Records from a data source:
□ □ □

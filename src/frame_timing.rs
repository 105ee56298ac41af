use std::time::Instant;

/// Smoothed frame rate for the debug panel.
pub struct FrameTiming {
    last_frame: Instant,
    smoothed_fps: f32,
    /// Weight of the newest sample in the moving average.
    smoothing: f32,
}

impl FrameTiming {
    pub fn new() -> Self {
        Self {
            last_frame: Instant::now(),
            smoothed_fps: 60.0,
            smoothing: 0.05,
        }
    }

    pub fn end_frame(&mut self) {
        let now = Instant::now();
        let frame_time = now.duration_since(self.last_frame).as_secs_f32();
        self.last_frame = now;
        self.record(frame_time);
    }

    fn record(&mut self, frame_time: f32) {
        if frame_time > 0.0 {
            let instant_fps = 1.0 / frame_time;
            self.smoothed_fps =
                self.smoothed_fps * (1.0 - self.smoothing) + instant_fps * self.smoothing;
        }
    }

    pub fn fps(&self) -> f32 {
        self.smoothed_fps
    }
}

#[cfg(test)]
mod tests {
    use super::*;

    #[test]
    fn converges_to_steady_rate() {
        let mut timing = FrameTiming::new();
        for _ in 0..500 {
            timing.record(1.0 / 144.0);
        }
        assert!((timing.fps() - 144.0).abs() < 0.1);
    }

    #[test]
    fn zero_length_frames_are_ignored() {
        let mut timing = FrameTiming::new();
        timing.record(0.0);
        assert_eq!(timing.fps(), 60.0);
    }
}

□ □ □

**About this exercise**
Exact copies of all the entries above are to be printed.

**Result for this task**
filename src/frame_timing.rs
repository 105ee56298ac41af
use std::time::Instant;

/// Smoothed frame rate for the debug panel.
pub struct FrameTiming {
    last_frame: Instant,
    smoothed_fps: f32,
    /// Weight of the newest sample in the moving average.
    smoothing: f32,
}

impl FrameTiming {
    pub fn new() -> Self {
        Self {
            last_frame: Instant::now(),
            smoothed_fps: 60.0,
            smoothing: 0.05,
        }
    }

    pub fn end_frame(&mut self) {
        let now = Instant::now();
        let frame_time = now.duration_since(self.last_frame).as_secs_f32();
        self.last_frame = now;
        self.record(frame_time);
    }

    fn record(&mut self, frame_time: f32) {
        if frame_time > 0.0 {
            let instant_fps = 1.0 / frame_time;
            self.smoothed_fps =
                self.smoothed_fps * (1.0 - self.smoothing) + instant_fps * self.smoothing;
        }
    }

    pub fn fps(&self) -> f32 {
        self.smoothed_fps
    }
}

#[cfg(test)]
mod tests {
    use super::*;

    #[test]
    fn converges_to_steady_rate() {
        let mut timing = FrameTiming::new();
        for _ in 0..500 {
            timing.record(1.0 / 144.0);
        }
        assert!((timing.fps() - 144.0).abs() < 0.1);
    }

    #[test]
    fn zero_length_frames_are_ignored() {
        let mut timing = FrameTiming::new();
        timing.record(0.0);
        assert_eq!(timing.fps(), 60.0);
    }
}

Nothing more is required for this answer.